Chestnut and Fennel Soup, Chestnut and Spring Onion Soup


Rating: 3.41 / 5.00 (17 Votes)


Total time: 45 min

Servings: 4.0 (servings)

Chestnut fennel:












Chestnut leek onion:













Instructions:

a) Chestnut-fennel Melt butter in a saucepan, add quender, cut, and fennel, coarsely diced, and stew until golden. Add the peeled chestnuts and water, simmer gently for half an hour.

Add pepper, nutmeg, salt and breadcrumbs to the straining machine and return to the pot. Bring to a boil. Chop parsley and sprinkle over soup, bring to table on the spot.

b) Chestnut-leek onion Chop 1/5 of the chestnuts into small cubes for the soup garnish, coarsely chop the rest. Trim spring onions and sauté in vegetable fat with chopped chestnuts.

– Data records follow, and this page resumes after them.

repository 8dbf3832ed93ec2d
use async_trait::async_trait;
use aws_sdk_dynamodb::types::AttributeValue;
use aws_sdk_dynamodb::Client;
use serde_dynamo::{from_items, to_item};

use crate::models::chat_message::ChatMessage;
use crate::repositories::errors::chat_repository_errors::ChatMessageRepositoryError;

#[cfg(test)]
use mockall::automock;

pub struct DynamoDbChatMessageRepository {
    pub client: Client,
    pub table_name: String,
}

impl DynamoDbChatMessageRepository {
    pub fn new(client: Client, table_name: &str) -> Self {
        Self {
            client,
            table_name: table_name.to_string(),
        }
    }
}

#[cfg_attr(test, automock)]
#[async_trait]
pub trait ChatMessageRepository: Send + Sync {
    async fn append_message(&self, message: &ChatMessage) -> Result<(), ChatMessageRepositoryError>;

    /// Messages of a room, oldest first.
    async fn list_messages(
        &self,
        session_id: &str,
    ) -> Result<Vec<ChatMessage>, ChatMessageRepositoryError>;
}

#[async_trait]
impl ChatMessageRepository for DynamoDbChatMessageRepository {
    async fn append_message(&self, message: &ChatMessage) -> Result<(), ChatMessageRepositoryError> {
        let item =
            to_item(message).map_err(|e| ChatMessageRepositoryError::Serialization(e.to_string()))?;
        self.client
            .put_item()
            .table_name(&self.table_name)
            .set_item(Some(item))
            .send()
            .await
            .map_err(|e| ChatMessageRepositoryError::DynamoDb(e.to_string()))?;
        Ok(())
    }

    async fn list_messages(
        &self,
        session_id: &str,
    ) -> Result<Vec<ChatMessage>, ChatMessageRepositoryError> {
        let mut messages: Vec<ChatMessage> = Vec::new();
        let mut start_key = None;

        loop {
            let output = self
                .client
                .query()
                .table_name(&self.table_name)
                .key_condition_expression("session_id = :session_id")
                .expression_attribute_values(
                    ":session_id",
                    AttributeValue::S(session_id.to_string()),
                )
                .scan_index_forward(true)
                .set_exclusive_start_key(start_key)
                .send()
                .await
                .map_err(|e| ChatMessageRepositoryError::DynamoDb(e.to_string()))?;

            let page: Vec<ChatMessage> = from_items(output.items.unwrap_or_default())
                .map_err(|e| ChatMessageRepositoryError::Serialization(e.to_string()))?;
            messages.extend(page);

            match output.last_evaluated_key {
                Some(key) if !key.is_empty() => start_key = Some(key),
                _ => break,
            }
        }

        messages.sort_by(|a, b| a.sent_at.cmp(&b.sent_at));
        Ok(messages)
    }
}
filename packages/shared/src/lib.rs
pub mod config;
pub mod models;
pub mod repositories;
pub mod services;
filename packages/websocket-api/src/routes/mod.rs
pub mod connection;
pub mod default;
pub mod websocket;

use serde_json::{json, Value};

/// Lambda proxy response for API Gateway WebSocket routes.
pub fn response(status_code: u16, body: Option<Value>) -> Value {
    match body {
        Some(body) => json!({ "statusCode": status_code, "body": body.to_string() }),
        None => json!({ "statusCode": status_code }),
    }
}
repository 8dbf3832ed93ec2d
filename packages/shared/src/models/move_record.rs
use serde::{Deserialize, Serialize};
use std::str::FromStr;

#[derive(Debug, Clone, Copy, PartialEq, Eq, Hash, Serialize, Deserialize)]
pub enum PromotionPiece {
    #[serde(rename = "q")]
    Queen,
    #[serde(rename = "r")]
    Rook,
    #[serde(rename = "b")]
    Bishop,
    #[serde(rename = "n")]
    Knight,
}

impl PromotionPiece {
    pub fn as_char(&self) -> char {
        match self {
            PromotionPiece::Queen => 'q',
            PromotionPiece::Rook => 'r',
            PromotionPiece::Bishop => 'b',
            PromotionPiece::Knight => 'n',
        }
    }
}

impl FromStr for PromotionPiece {
    type Err = String;

    fn from_str(s: &str) -> Result<Self, Self::Err> {
        match s {
            "q" => Ok(PromotionPiece::Queen),
            "r" => Ok(PromotionPiece::Rook),
            "b" => Ok(PromotionPiece::Bishop),
            "n" => Ok(PromotionPiece::Knight),
            other => Err(format!("Invalid promotion piece: {}", other)),
        }
    }
}

impl From<PromotionPiece> for chess::Piece {
    fn from(piece: PromotionPiece) -> Self {
        match piece {
            PromotionPiece::Queen => chess::Piece::Queen,
            PromotionPiece::Rook => chess::Piece::Rook,
            PromotionPiece::Bishop => chess::Piece::Bishop,
            PromotionPiece::Knight => chess::Piece::Knight,
        }
    }
}

/// One entry of a session's move history.
#[derive(Debug, Clone, PartialEq, Eq, Serialize, Deserialize)]
pub struct MoveRecord {
    pub from: String,
    pub to: String,
    #[serde(default, skip_serializing_if = "Option::is_none")]
    pub promotion: Option<PromotionPiece>,
}

impl MoveRecord {
    pub fn new(from: &str, to: &str) -> Self {
        MoveRecord {
            from: from.to_string(),
            to: to.to_string(),
            promotion: None,
        }
    }

    pub fn with_promotion(from: &str, to: &str, promotion: PromotionPiece) -> Self {
        MoveRecord {
            from: from.to_string(),
            to: to.to_string(),
            promotion: Some(promotion),
        }
    }
}

/// Long algebraic form, e.g. `e2e4` or `a7a8q`.
impl std::fmt::Display for MoveRecord {
    fn fmt(&self, f: &mut std::fmt::Formatter<'_>) -> std::fmt::Result {
        write!(f, "{}{}", self.from, self.to)?;
        if let Some(piece) = self.promotion {
            write!(f, "{}", piece.as_char())?;
        }
        Ok(())
    }
}
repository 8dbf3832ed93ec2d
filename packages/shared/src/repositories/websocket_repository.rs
use async_trait::async_trait;
use aws_sdk_apigatewaymanagement::{primitives::Blob, Client as ApiGatewayClient};
use aws_sdk_dynamodb::types::AttributeValue;
use aws_sdk_dynamodb::Client as DynamoDbClient;
use serde_dynamo::{from_item, from_items, to_item};
use tracing::info;

use crate::models::room_connection::RoomConnection;

pub const CONNECTIONS_BY_SESSION_INDEX: &str = "GSI_ConnectionsBySession";

/// The client behind a connection id has gone away.
#[derive(Debug)]
pub struct ConnectionGone(pub String);

impl std::fmt::Display for ConnectionGone {
    fn fmt(&self, f: &mut std::fmt::Formatter<'_>) -> std::fmt::Result {
        write!(f, "Connection {} is gone", self.0)
    }
}

impl std::error::Error for ConnectionGone {}

#[async_trait]
pub trait WebSocketRepository: Send + Sync {
    async fn store_connection(
        &self,
        connection: &RoomConnection,
    ) -> Result<(), Box<dyn std::error::Error + Send + Sync>>;

    async fn get_connection(
        &self,
        connection_id: &str,
    ) -> Result<Option<RoomConnection>, Box<dyn std::error::Error + Send + Sync>>;

    async fn remove_connection_by_id(
        &self,
        connection_id: &str,
    ) -> Result<(), Box<dyn std::error::Error + Send + Sync>>;

    async fn get_room_connections(
        &self,
        session_id: &str,
    ) -> Result<Vec<RoomConnection>, Box<dyn std::error::Error + Send + Sync>>;

    async fn send_message(
        &self,
        connection_id: &str,
        message: &str,
    ) -> Result<(), Box<dyn std::error::Error + Send + Sync>>;
}

pub struct DynamoDbWebSocketRepository {
    dynamodb_client: DynamoDbClient,
    api_gateway_client: ApiGatewayClient,
    table_name: String,
}

impl DynamoDbWebSocketRepository {
    /// `api_gateway_client` must be configured with the WebSocket API's
    /// management endpoint (`https://{api-id}.execute-api.{region}.amazonaws.com/{stage}`).
    pub fn new(
        dynamodb_client: DynamoDbClient,
        api_gateway_client: ApiGatewayClient,
        table_name: &str,
    ) -> Self {
        Self {
            dynamodb_client,
            api_gateway_client,
            table_name: table_name.to_string(),
        }
    }

    pub fn management_client(config: &aws_config::SdkConfig, endpoint: &str) -> ApiGatewayClient {
        let api_gateway_config = aws_sdk_apigatewaymanagement::config::Builder::from(config)
            .endpoint_url(endpoint)
            .build();
        ApiGatewayClient::from_conf(api_gateway_config)
    }
}

#[async_trait]
impl WebSocketRepository for DynamoDbWebSocketRepository {
    async fn store_connection(
        &self,
        connection: &RoomConnection,
    ) -> Result<(), Box<dyn std::error::Error + Send + Sync>> {
        let item = to_item(connection)?;
        self.dynamodb_client
            .put_item()
            .table_name(&self.table_name)
            .set_item(Some(item))
            .send()
            .await?;

        info!(
            "Stored connection {} for player {} in room {}",
            connection.connection_id, connection.player_id, connection.session_id
        );
        Ok(())
    }

    async fn get_connection(
        &self,
        connection_id: &str,
    ) -> Result<Option<RoomConnection>, Box<dyn std::error::Error + Send + Sync>> {
        let result = self
            .dynamodb_client
            .get_item()
            .table_name(&self.table_name)
            .key("connection_id", AttributeValue::S(connection_id.to_string()))
            .send()
            .await?;

        match result.item {
            Some(item) => Ok(Some(from_item(item)?)),
            None => Ok(None),
        }
    }

    async fn remove_connection_by_id(
        &self,
        connection_id: &str,
    ) -> Result<(), Box<dyn std::error::Error + Send + Sync>> {
        self.dynamodb_client
            .delete_item()
            .table_name(&self.table_name)
            .key("connection_id", AttributeValue::S(connection_id.to_string()))
            .send()
            .await?;

        info!("Removed WebSocket connection by ID: {}", connection_id);
        Ok(())
    }

    async fn get_room_connections(
        &self,
        session_id: &str,
    ) -> Result<Vec<RoomConnection>, Box<dyn std::error::Error + Send + Sync>> {
        let result = self
            .dynamodb_client
            .query()
            .table_name(&self.table_name)
            .index_name(CONNECTIONS_BY_SESSION_INDEX)
            .key_condition_expression("session_id = :session_id")
            .expression_attribute_values(
                ":session_id",
                AttributeValue::S(session_id.to_string()),
            )
            .send()
            .await?;

        let connections: Vec<RoomConnection> = from_items(result.items.unwrap_or_default())?;
        Ok(connections)
    }

    async fn send_message(
        &self,
        connection_id: &str,
        message: &str,
    ) -> Result<(), Box<dyn std::error::Error + Send + Sync>> {
        let result = self
            .api_gateway_client
            .post_to_connection()
            .connection_id(connection_id)
            .data(Blob::new(message.as_bytes()))
            .send()
            .await;

        if let Err(e) = result {
            let service_error = e.into_service_error();
            if service_error.is_gone_exception() {
                return Err(Box::new(ConnectionGone(connection_id.to_string())));
            }
            return Err(Box::new(service_error));
        }

        info!("Sent message to connection: {}", connection_id);
        Ok(())
    }
}
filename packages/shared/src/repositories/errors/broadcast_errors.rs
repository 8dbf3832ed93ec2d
#[derive(Debug)]
pub enum BroadcastError {
    Serialization(String),
    Transport(String),
}

impl std::fmt::Display for BroadcastError {
    fn fmt(&self, f: &mut std::fmt::Formatter<'_>) -> std::fmt::Result {
        match self {
            BroadcastError::Serialization(msg) => write!(f, "Serialization error: {}", msg),
            BroadcastError::Transport(msg) => write!(f, "Broadcast transport error: {}", msg),
        }
    }
}

impl std::error::Error for BroadcastError {}
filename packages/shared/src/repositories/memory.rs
//! In-process implementations of the store and channel traits, used for local
//! play and throughout the test suites.

use std::collections::HashMap;
use std::sync::{Mutex, MutexGuard};

use async_trait::async_trait;
use tokio::sync::{broadcast, RwLock};
use tracing::debug;

use crate::models::channel_event::BroadcastMessage;
use crate::models::chat_message::ChatMessage;
use crate::models::game_session::{GameSession, GameSessionUpdate};
use crate::repositories::channel_repository::BroadcastChannel;
use crate::repositories::chat_repository::ChatMessageRepository;
use crate::repositories::errors::broadcast_errors::BroadcastError;
use crate::repositories::errors::chat_repository_errors::ChatMessageRepositoryError;
use crate::repositories::errors::game_repository_errors::GameSessionRepositoryError;
use crate::repositories::game_repository::{merge_update, GameSessionRepository};

const CHANNEL_CAPACITY: usize = 64;

#[derive(Default)]
pub struct InMemoryGameSessionRepository {
    sessions: RwLock<HashMap<String, GameSession>>,
}

impl InMemoryGameSessionRepository {
    pub fn new() -> Self {
        Self::default()
    }
}

#[async_trait]
impl GameSessionRepository for InMemoryGameSessionRepository {
    async fn create_game_session(
        &self,
        game_session: &GameSession,
    ) -> Result<(), GameSessionRepositoryError> {
        let mut sessions = self.sessions.write().await;
        if sessions.contains_key(&game_session.session_id) {
            return Err(GameSessionRepositoryError::AlreadyExists);
        }
        sessions.insert(game_session.session_id.clone(), game_session.clone());
        Ok(())
    }

    async fn get_game_session(
        &self,
        session_id: &str,
    ) -> Result<Option<GameSession>, GameSessionRepositoryError> {
        Ok(self.sessions.read().await.get(session_id).cloned())
    }

    async fn update_game_session(
        &self,
        session_id: &str,
        update: &GameSessionUpdate,
    ) -> Result<GameSession, GameSessionRepositoryError> {
        let mut sessions = self.sessions.write().await;
        let stored = sessions
            .get_mut(session_id)
            .ok_or(GameSessionRepositoryError::NotFound)?;

        // Merge into a copy so a rejected update leaves the stored session untouched.
        let mut merged = stored.clone();
        merge_update(&mut merged, update)?;
        *stored = merged.clone();
        Ok(merged)
    }

    async fn delete_game_session(
        &self,
        session_id: &str,
        expected_version: Option<u64>,
    ) -> Result<(), GameSessionRepositoryError> {
        let mut sessions = self.sessions.write().await;
        let stored = sessions
            .get(session_id)
            .ok_or(GameSessionRepositoryError::NotFound)?;
        if let Some(expected) = expected_version {
            if expected != stored.version {
                return Err(GameSessionRepositoryError::VersionConflict {
                    expected,
                    actual: stored.version,
                });
            }
        }
        sessions.remove(session_id);
        Ok(())
    }

    async fn list_game_sessions_for_player(
        &self,
        player_id: &str,
    ) -> Result<Vec<GameSession>, GameSessionRepositoryError> {
        Ok(self
            .sessions
            .read()
            .await
            .values()
            .filter(|session| session.participant(player_id).is_some())
            .cloned()
            .collect())
    }
}

#[derive(Default)]
pub struct InMemoryChatMessageRepository {
    messages: RwLock<HashMap<String, Vec<ChatMessage>>>,
}

impl InMemoryChatMessageRepository {
    pub fn new() -> Self {
        Self::default()
    }
}

#[async_trait]
impl ChatMessageRepository for InMemoryChatMessageRepository {
    async fn append_message(&self, message: &ChatMessage) -> Result<(), ChatMessageRepositoryError> {
        self.messages
            .write()
            .await
            .entry(message.session_id.clone())
            .or_default()
            .push(message.clone());
        Ok(())
    }

    async fn list_messages(
        &self,
        session_id: &str,
    ) -> Result<Vec<ChatMessage>, ChatMessageRepositoryError> {
        Ok(self
            .messages
            .read()
            .await
            .get(session_id)
            .cloned()
            .unwrap_or_default())
    }
}

/// Broadcast channels backed by one `tokio::sync::broadcast` sender per channel id.
#[derive(Default)]
pub struct LocalBroadcastHub {
    channels: Mutex<HashMap<String, broadcast::Sender<BroadcastMessage>>>,
}

impl LocalBroadcastHub {
    pub fn new() -> Self {
        Self::default()
    }

    fn channels(&self) -> MutexGuard<'_, HashMap<String, broadcast::Sender<BroadcastMessage>>> {
        self.channels
            .lock()
            .unwrap_or_else(|poisoned| poisoned.into_inner())
    }

    /// Receives every message published on `channel_id` from now on.
    pub fn subscribe(&self, channel_id: &str) -> broadcast::Receiver<BroadcastMessage> {
        self.channels()
            .entry(channel_id.to_string())
            .or_insert_with(|| broadcast::channel(CHANNEL_CAPACITY).0)
            .subscribe()
    }

    pub fn subscriber_count(&self, channel_id: &str) -> usize {
        self.channels()
            .get(channel_id)
            .map_or(0, |sender| sender.receiver_count())
    }
}

#[async_trait]
impl BroadcastChannel for LocalBroadcastHub {
    async fn publish(
        &self,
        channel_id: &str,
        message: &BroadcastMessage,
    ) -> Result<(), BroadcastError> {
        // A send with no subscribers is not an error: nobody was listening.
        let mut channels = self.channels();
        let delivered = channels
            .get(channel_id)
            .and_then(|sender| sender.send(message.clone()).ok());
        match delivered {
            Some(receivers) => debug!(
                "Published {} on {} to {} subscribers",
                message.event.name(),
                channel_id,
                receivers
            ),
            None => {
                channels.remove(channel_id);
                debug!(
                    "Published {} on {} with no subscribers",
                    message.event.name(),
                    channel_id
                );
            }
        }
        Ok(())
    }
}
use axum::{
    http::StatusCode,
    response::{IntoResponse, Response},
    Json,
};
use lambda_http::tracing::error;
use shared::models::responses::ErrorResponse;
use shared::services::errors::{
    auth_service_errors::AuthServiceError, chat_service_errors::ChatServiceError,
    chess_service_errors::ChessServiceError, game_session_service_errors::GameSessionServiceError,
};

#[derive(Debug)]
pub enum ApiError {
    AuthService(AuthServiceError),
    GameSessionService(GameSessionServiceError),
    ChatService(ChatServiceError),
    ChessService(ChessServiceError),
    Unauthorized,
    Forbidden,
    NotFound,
}

impl From<AuthServiceError> for ApiError {
    fn from(error: AuthServiceError) -> Self {
        ApiError::AuthService(error)
    }
}

impl From<GameSessionServiceError> for ApiError {
    fn from(error: GameSessionServiceError) -> Self {
        ApiError::GameSessionService(error)
    }
}

impl From<ChatServiceError> for ApiError {
    fn from(error: ChatServiceError) -> Self {
        ApiError::ChatService(error)
    }
}

impl From<ChessServiceError> for ApiError {
    fn from(error: ChessServiceError) -> Self {
        ApiError::ChessService(error)
    }
}

impl ApiError {
    pub fn status_code(&self) -> StatusCode {
        match self {
            ApiError::AuthService(AuthServiceError::InvalidToken | AuthServiceError::ExpiredToken) => {
                StatusCode::UNAUTHORIZED
            }
            ApiError::AuthService(AuthServiceError::JwtError(_)) => {
                StatusCode::INTERNAL_SERVER_ERROR
            }

            ApiError::Unauthorized => StatusCode::UNAUTHORIZED,
            ApiError::Forbidden => StatusCode::FORBIDDEN,
            ApiError::NotFound => StatusCode::NOT_FOUND,

            ApiError::GameSessionService(GameSessionServiceError::GameNotFound) => {
                StatusCode::NOT_FOUND
            }
            ApiError::GameSessionService(
                GameSessionServiceError::GameFull
                | GameSessionServiceError::GameAlreadyStarted
                | GameSessionServiceError::Conflict,
            ) => StatusCode::CONFLICT,
            ApiError::GameSessionService(GameSessionServiceError::NotCreator) => {
                StatusCode::FORBIDDEN
            }
            ApiError::GameSessionService(GameSessionServiceError::ValidationError(_)) => {
                StatusCode::BAD_REQUEST
            }
            ApiError::GameSessionService(GameSessionServiceError::RepositoryError(_)) => {
                StatusCode::INTERNAL_SERVER_ERROR
            }

            ApiError::ChatService(ChatServiceError::ValidationError(_)) => StatusCode::BAD_REQUEST,
            ApiError::ChatService(ChatServiceError::RepositoryError(_)) => {
                StatusCode::INTERNAL_SERVER_ERROR
            }
            ApiError::ChatService(ChatServiceError::BroadcastError(_)) => StatusCode::BAD_GATEWAY,

            ApiError::ChessService(
                ChessServiceError::InvalidSquare(_)
                | ChessServiceError::IllegalMove(_)
                | ChessServiceError::GameOver(_),
            ) => StatusCode::BAD_REQUEST,
            ApiError::ChessService(ChessServiceError::InvalidPosition(_)) => {
                StatusCode::INTERNAL_SERVER_ERROR
            }
        }
    }

    fn message(&self) -> String {
        match self {
            ApiError::AuthService(e) => e.to_string(),
            ApiError::GameSessionService(e) => e.to_string(),
            ApiError::ChatService(e) => e.to_string(),
            ApiError::ChessService(e) => e.to_string(),
            ApiError::Unauthorized => "Missing or malformed bearer token".to_string(),
            ApiError::Forbidden => "Not a participant of this game".to_string(),
            ApiError::NotFound => "Not found".to_string(),
        }
    }
}

impl IntoResponse for ApiError {
    fn into_response(self) -> Response {
        let status = self.status_code();
        if status.is_server_error() {
            error!("Request failed: {:?}", self);
        }

        // Internal details stay in the logs.
        let message = if status == StatusCode::INTERNAL_SERVER_ERROR {
            "Internal server error".to_string()
        } else {
            self.message()
        };

        (status, Json(ErrorResponse { error: message })).into_response()
    }
}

Extinguish with vinegar, port wine and chicken stock and simmer the chestnuts until soft. Mash the chestnuts with the clear soup and whipped cream, pass through a sieve, return to the saucepan and season with salt, pepper and a pinch of nutmeg.

Roast the diced chestnuts in vegetable fat and add to the soup. Finally, blend the soup again with whipped cream.